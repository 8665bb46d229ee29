//! Work-stealing scheduling on a rayon pool.

use rayon::ThreadPool;
use rayon::prelude::*;

pub(crate) fn fill<T, F>(pool: &ThreadPool, out: &mut [T], min_len: usize, f: &F)
where
    T: Send,
    F: Fn(usize) -> T + Sync,
{
    pool.install(|| {
        out.par_iter_mut()
            .with_min_len(min_len)
            .enumerate()
            .for_each(|(i, slot)| *slot = f(i));
    });
}

pub(crate) fn reduce<T, M, C>(
    pool: &ThreadPool,
    len: usize,
    min_len: usize,
    identity: T,
    map: &M,
    combine: &C,
) -> T
where
    T: Copy + Send + Sync,
    M: Fn(usize) -> T + Sync,
    C: Fn(T, T) -> T + Sync,
{
    pool.install(|| {
        (0..len)
            .into_par_iter()
            .with_min_len(min_len)
            .fold(|| identity, |acc, i| combine(acc, map(i)))
            .reduce(|| identity, combine)
    })
}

-------

### ABOUT THIS EXERCISE
Your reply should contain every record, unchanged and complete.

### RESULT OF THE TASK
repository 8665bb46d229ee29
//! Work-stealing scheduling on a rayon pool.

use rayon::ThreadPool;
use rayon::prelude::*;

pub(crate) fn fill<T, F>(pool: &ThreadPool, out: &mut [T], min_len: usize, f: &F)
where
    T: Send,
    F: Fn(usize) -> T + Sync,
{
    pool.install(|| {
        out.par_iter_mut()
            .with_min_len(min_len)
            .enumerate()
            .for_each(|(i, slot)| *slot = f(i));
    });
}

pub(crate) fn reduce<T, M, C>(
    pool: &ThreadPool,
    len: usize,
    min_len: usize,
    identity: T,
    map: &M,
    combine: &C,
) -> T
where
    T: Copy + Send + Sync,
    M: Fn(usize) -> T + Sync,
    C: Fn(T, T) -> T + Sync,
{
    pool.install(|| {
        (0..len)
            .into_par_iter()
            .with_min_len(min_len)
            .fold(|| identity, |acc, i| combine(acc, map(i)))
            .reduce(|| identity, combine)
    })
}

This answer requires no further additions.